If you need help finding the utilities, just say so.

If you already knew the proper method to do a clean install, then just ignore the installation directions.

Here is an IBM utility that at leasts allows you to format and partition. I do not know if it allows you to write all 00s to the drive. Something you can check out though.

Actually the Hitachi Drive Fitness Program has the low level format utility included in it and should support IBM Drives since Hitachi now makes IBM Drives.

Note: If you can get to the c prompt, your hard drive is recognized.


----------



## denregan54 (Apr 16, 2003)

Shadow2531,
Thanks very much for all the info. I will get the utility you suggested and work on the problem.
Your advice is much appreciated. I'll keep the thread updated.


----------



## denregan54 (Apr 16, 2003)

The drive is an IBM Deskstar 75GXP 30Gb.
I downloaded the Drive Fitness Test utility
(available from : http://www.hgst.com/hdd/technolo/dft/dft.htm ) 
I ran through the tests and all were satisfactory . I ran the 'Erase Boot Sector ' without a problem, however the final program -
( 'Erase Disk' ) brought up a Tech Result Code # 75000DF8
and Failure Code 0x75 which reads as 'Defective Hard Disk Drive Component 'and 'Component Failure'.
I am surprised that this came up - and wonder if I had damaged the disk when I originally wiped it; it seems a bit of a coincidence that it should suddenly fail before a reinstall of the OS when it had apparently been OK up until then.
Having run the tests I rebooted and checked the BIOS again but still no detection of the disk.
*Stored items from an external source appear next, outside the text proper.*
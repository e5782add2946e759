//! Test utilities
//!
//! Proptest generators and in-memory fakes for the collaborator traits.

#[cfg(test)]
pub mod generators {
    use proptest::prelude::*;

    /// Stable ffmpeg-style release tag (`n6.1.2`, `n7.0`)
    pub fn release_tag() -> impl Strategy<Value = String> {
        (0u32..12, 0u32..12, proptest::option::of(0u32..12)).prop_map(
            |(major, minor, patch)| match patch {
                Some(patch) => format!("n{major}.{minor}.{patch}"),
                None => format!("n{major}.{minor}"),
            },
        )
    }

    /// Release tag with a prerelease marker
    pub fn prerelease_tag() -> impl Strategy<Value = String> {
        (
            0u32..12,
            0u32..12,
            prop_oneof![Just("dev"), Just("rc1"), Just("alpha"), Just("beta2")],
        )
            .prop_map(|(major, minor, marker)| format!("n{major}.{minor}-{marker}"))
    }
}

#[cfg(test)]
pub mod logs {
    use std::io;
    use std::sync::{Arc, Mutex};

    use tracing::Level;

    #[derive(Clone, Default)]
    struct Captured(Arc<Mutex<Vec<u8>>>);

    impl io::Write for Captured {
        fn write(&mut self, buf: &[u8]) -> io::Result<usize> {
            self.0.lock().unwrap().extend_from_slice(buf);
            Ok(buf.len())
        }

        fn flush(&mut self) -> io::Result<()> {
            Ok(())
        }
    }

    /// Run `f` and collect the WARN and ERROR lines it logs on this thread
    pub fn warnings_during<T>(f: impl FnOnce() -> T) -> (T, Vec<String>) {
        let captured = Captured::default();
        let writer = captured.clone();
        let subscriber = tracing_subscriber::fmt()
            .with_max_level(Level::WARN)
            .with_ansi(false)
            .with_writer(move || writer.clone())
            .finish();

        let value = tracing::subscriber::with_default(subscriber, f);
        let text = String::from_utf8_lossy(&captured.0.lock().unwrap()).into_owned();
        (value, text.lines().map(String::from).collect())
    }
}

#[cfg(test)]
pub mod fakes {
    use std::collections::{BTreeMap, BTreeSet, HashSet};
    use std::fs;
    use std::path::{Path, PathBuf};
    use std::sync::Mutex;

    use futures::future::BoxFuture;
    use sha2::{Digest, Sha256};

    use crate::core::component::PackageManagerKind;
    use crate::core::host::{
        ArchiveSource, BuildContext, FeatureProbe, PackageManager, PackageManagerError,
        Prerequisites, SourceControl, Toolchain, ToolchainError, UpdateOutcome,
    };
    use crate::core::stage::Substep;
    use crate::error::{ArchiveError, DownloadError, GitError};

    /// Package manager installing only the packages it was told about
    pub struct FakePackageManager {
        kind: Option<PackageManagerKind>,
        provides: HashSet<String>,
        attempts: Mutex<Vec<String>>,
    }

    impl FakePackageManager {
        /// An apt host where nothing installs yet
        pub fn apt() -> Self {
            Self {
                kind: Some(PackageManagerKind::Apt),
                provides: HashSet::new(),
                attempts: Mutex::new(Vec::new()),
            }
        }

        /// A host without any package manager
        pub fn none() -> Self {
            Self {
                kind: None,
                ..Self::apt()
            }
        }

        /// Packages that install successfully; `"*"` means all of them
        #[must_use]
        pub fn providing(mut self, packages: &[&str]) -> Self {
            self.provides
                .extend(packages.iter().map(|p| (*p).to_string()));
            self
        }

        /// Every install attempted, in order
        pub fn attempts(&self) -> Vec<String> {
            self.attempts.lock().unwrap().clone()
        }
    }

    impl PackageManager for FakePackageManager {
        fn kind(&self) -> Option<PackageManagerKind> {
            self.kind
        }

        fn install(&self, package: &str) -> Result<(), PackageManagerError> {
            self.attempts.lock().unwrap().push(package.to_string());
            if self.provides.contains("*") || self.provides.contains(package) {
                Ok(())
            } else {
                Err(PackageManagerError::InstallFailed {
                    package: package.to_string(),
                    reason: "Unable to locate package".to_string(),
                })
            }
        }
    }

    /// Host tool lookup over a fixed set
    pub struct FakeTools {
        available: Option<BTreeSet<String>>,
    }

    impl FakeTools {
        /// Every tool is present
        pub fn all() -> Self {
            Self { available: None }
        }

        /// Only `tools` are present
        pub fn only(tools: &[&str]) -> Self {
            Self {
                available: Some(tools.iter().map(|t| (*t).to_string()).collect()),
            }
        }
    }

    impl Prerequisites for FakeTools {
        fn is_available(&self, tool: &str) -> bool {
            self.available.as_ref().map_or(true, |set| set.contains(tool))
        }
    }

    /// Source control creating empty working copies on disk
    #[derive(Default)]
    pub struct FakeSourceControl {
        clones: Mutex<Vec<(String, String)>>,
        moves: Mutex<Vec<(PathBuf, String)>>,
        pinned: Mutex<BTreeMap<PathBuf, String>>,
        failing: Mutex<Vec<String>>,
        refuse_moves: bool,
    }

    impl FakeSourceControl {
        /// Source control where every clone succeeds
        pub fn new() -> Self {
            Self::default()
        }

        /// Make clones of URLs containing `pattern` fail
        pub fn fail_clone(&self, pattern: &str) {
            self.failing.lock().unwrap().push(pattern.to_string());
        }

        /// Working copies can only be re-cloned, never moved to another tag
        #[must_use]
        pub fn refusing_moves(mut self) -> Self {
            self.refuse_moves = true;
            self
        }

        /// Every `(url, tag)` cloned, in order
        pub fn clones(&self) -> Vec<(String, String)> {
            self.clones.lock().unwrap().clone()
        }

        /// Every `(working copy, tag)` moved in place, in order
        pub fn moves(&self) -> Vec<(PathBuf, String)> {
            self.moves.lock().unwrap().clone()
        }
    }

    impl SourceControl for FakeSourceControl {
        fn clone_at(&self, url: &str, tag: &str, dest: &Path) -> Result<String, GitError> {
            if self
                .failing
                .lock()
                .unwrap()
                .iter()
                .any(|p| url.contains(p.as_str()))
            {
                return Err(GitError::CloneFailed {
                    url: url.to_string(),
                    error: "connection refused".to_string(),
                });
            }
            if dest.exists() {
                fs::remove_dir_all(dest).unwrap();
            }
            fs::create_dir_all(dest).unwrap();
            fs::write(dest.join("README"), tag).unwrap();

            self.clones
                .lock()
                .unwrap()
                .push((url.to_string(), tag.to_string()));
            self.pinned
                .lock()
                .unwrap()
                .insert(dest.to_path_buf(), tag.to_string());
            Ok("0".repeat(40))
        }

        fn update(&self, dest: &Path, tag: &str) -> Result<UpdateOutcome, GitError> {
            let mut pinned = self.pinned.lock().unwrap();
            match pinned.get(dest) {
                Some(current) if current == tag => Ok(UpdateOutcome::Current),
                Some(_) if !self.refuse_moves => {
                    fs::write(dest.join("README"), tag).unwrap();
                    pinned.insert(dest.to_path_buf(), tag.to_string());
                    self.moves
                        .lock()
                        .unwrap()
                        .push((dest.to_path_buf(), tag.to_string()));
                    Ok(UpdateOutcome::Moved)
                }
                _ => Ok(UpdateOutcome::Unusable),
            }
        }
    }

    /// Archive source serving bodies from memory
    #[derive(Default)]
    pub struct FakeArchives {
        bodies: Mutex<BTreeMap<String, Vec<u8>>>,
        fetches: Mutex<Vec<String>>,
        unpacked: Mutex<Vec<PathBuf>>,
    }

    impl FakeArchives {
        pub fn new() -> Self {
            Self::default()
        }

        /// Answer `url` with `body`; other URLs answer 404
        #[must_use]
        pub fn serving(self, url: &str, body: &[u8]) -> Self {
            self.bodies
                .lock()
                .unwrap()
                .insert(url.to_string(), body.to_vec());
            self
        }

        /// URLs fetched, in order
        pub fn fetches(&self) -> Vec<String> {
            self.fetches.lock().unwrap().clone()
        }

        /// Directories unpacked into, in order
        pub fn unpacked(&self) -> Vec<PathBuf> {
            self.unpacked.lock().unwrap().clone()
        }
    }

    /// Lowercase hex SHA-256 of `data`
    pub fn sha256_of(data: &[u8]) -> String {
        hex::encode(Sha256::digest(data))
    }

    impl ArchiveSource for FakeArchives {
        fn fetch<'a>(
            &'a self,
            url: &'a str,
            dest: &'a Path,
        ) -> BoxFuture<'a, Result<u64, DownloadError>> {
            Box::pin(async move {
                self.fetches.lock().unwrap().push(url.to_string());
                let body = self.bodies.lock().unwrap().get(url).cloned();
                let Some(body) = body else {
                    return Err(DownloadError::HttpStatus {
                        url: url.to_string(),
                        status: 404,
                    });
                };
                fs::create_dir_all(dest.parent().unwrap()).unwrap();
                fs::write(dest, &body).unwrap();
                Ok(body.len() as u64)
            })
        }

        fn digest(&self, path: &Path) -> Result<String, DownloadError> {
            let data = fs::read(path).map_err(|e| DownloadError::IoError {
                path: path.to_path_buf(),
                error: e.to_string(),
            })?;
            Ok(sha256_of(&data))
        }

        fn unpack(&self, _archive: &Path, dest: &Path) -> Result<(), ArchiveError> {
            fs::create_dir_all(dest).unwrap();
            fs::write(dest.join("configure"), "#!/bin/sh\n").unwrap();
            self.unpacked.lock().unwrap().push(dest.to_path_buf());
            Ok(())
        }
    }

    /// Toolchain recording every invocation
    #[derive(Default)]
    pub struct FakeToolchain {
        calls: Mutex<Vec<(String, Substep)>>,
        flags: Mutex<BTreeMap<String, Vec<String>>>,
        contexts: Mutex<BTreeMap<String, BuildContext>>,
        jobs: Mutex<BTreeMap<String, usize>>,
        failures: Mutex<Vec<(String, Substep)>>,
    }

    impl FakeToolchain {
        /// Toolchain where every command succeeds
        pub fn new() -> Self {
            Self::default()
        }

        /// Make `substep` fail for `component`
        pub fn fail_at(&self, component: &str, substep: Substep) {
            self.failures
                .lock()
                .unwrap()
                .push((component.to_string(), substep));
        }

        /// Make every substep succeed again
        pub fn clear_failures(&self) {
            self.failures.lock().unwrap().clear();
        }

        /// Components configured, in order
        pub fn configured(&self) -> Vec<String> {
            self.calls
                .lock()
                .unwrap()
                .iter()
                .filter(|(_, s)| *s == Substep::Configure)
                .map(|(c, _)| c.clone())
                .collect()
        }

        /// Every `(component, substep)` invoked, in order
        pub fn calls(&self) -> Vec<(String, Substep)> {
            self.calls.lock().unwrap().clone()
        }

        /// Flags of the latest configure of `component`
        pub fn flags_for(&self, component: &str) -> Option<Vec<String>> {
            self.flags.lock().unwrap().get(component).cloned()
        }

        /// Context of the latest configure of `component`
        pub fn context_for(&self, component: &str) -> Option<BuildContext> {
            self.contexts.lock().unwrap().get(component).cloned()
        }

        /// Worker count of the latest build of `component`
        pub fn jobs_for(&self, component: &str) -> Option<usize> {
            self.jobs.lock().unwrap().get(component).copied()
        }

        fn record(&self, ctx: &BuildContext, substep: Substep) -> Result<(), ToolchainError> {
            self.calls
                .lock()
                .unwrap()
                .push((ctx.component.clone(), substep));
            let failing = self
                .failures
                .lock()
                .unwrap()
                .iter()
                .any(|(c, s)| *c == ctx.component && *s == substep);
            if failing {
                Err(ToolchainError::CommandFailed {
                    command: format!("{substep} {}", ctx.component),
                    status: "exit status: 2".to_string(),
                    log: ctx.log_file.display().to_string(),
                })
            } else {
                Ok(())
            }
        }
    }

    impl Toolchain for FakeToolchain {
        fn configure(&self, ctx: &BuildContext, flags: &[String]) -> Result<(), ToolchainError> {
            self.flags
                .lock()
                .unwrap()
                .insert(ctx.component.clone(), flags.to_vec());
            self.contexts
                .lock()
                .unwrap()
                .insert(ctx.component.clone(), ctx.clone());
            self.record(ctx, Substep::Configure)
        }

        fn build(&self, ctx: &BuildContext, jobs: usize) -> Result<(), ToolchainError> {
            self.jobs
                .lock()
                .unwrap()
                .insert(ctx.component.clone(), jobs);
            self.record(ctx, Substep::Build)
        }

        fn install(&self, ctx: &BuildContext) -> Result<(), ToolchainError> {
            self.record(ctx, Substep::Install)
        }
    }

    /// Composition-time probe over a fixed set of modules
    pub struct FakeProbe {
        available: BTreeSet<String>,
        probed: Mutex<Vec<String>>,
    }

    impl FakeProbe {
        /// Only `modules` are installed
        pub fn available(modules: &[&str]) -> Self {
            Self {
                available: modules.iter().map(|m| (*m).to_string()).collect(),
                probed: Mutex::new(Vec::new()),
            }
        }

        /// Modules probed, in order
        pub fn probed(&self) -> Vec<String> {
            self.probed.lock().unwrap().clone()
        }
    }

    impl FeatureProbe for FakeProbe {
        fn probe(&self, module: &str) -> bool {
            self.probed.lock().unwrap().push(module.to_string());
            self.available.contains(module)
        }
    }
}

#[cfg(test)]
mod tests {
    use super::generators::*;
    use crate::core::version::VersionCandidate;
    use proptest::prelude::*;

    proptest! {
        #![proptest_config(ProptestConfig::with_cases(100))]

        #[test]
        fn test_release_tag_generator_is_stable(tag in release_tag()) {
            prop_assert!(VersionCandidate::from_tag(&tag).is_stable());
        }

        #[test]
        fn test_prerelease_tag_generator_is_prerelease(tag in prerelease_tag()) {
            prop_assert!(!VersionCandidate::from_tag(&tag).is_stable());
        }
    }
}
I had set all defaults to 'Safe' and HDD detection on all drives to AUTO.
I have a WD 80 Gb disk that I am going to use in a new build ( my first ! ) shortly and am inclined to substitute this for the suspect IBM drive and see what happens.
Any comments/ advice much appreciated.


----------



## Shadow2531 (Apr 30, 2001)

try the erase disk (low level format utility) a few more times.

Question. Did the erase disk program do its job and at the end of the erasing, it brought up the error code or did the error pop up as soon as you tried to use the erase disk program?

If it did it at the end, just run through the tests on the drive again and see if they still come out ok.

If it wouldn't even erase the disk, you can just skip the test, use fdisk to create a partitoin and format with system files.

Then use scandisk to do an advanced test on the c drive. If it comes out ok, then I would just go ahead and install win98.


----------



## Shadow2531 (Apr 30, 2001)

There is a Utility that dell technicians use on any hard drive.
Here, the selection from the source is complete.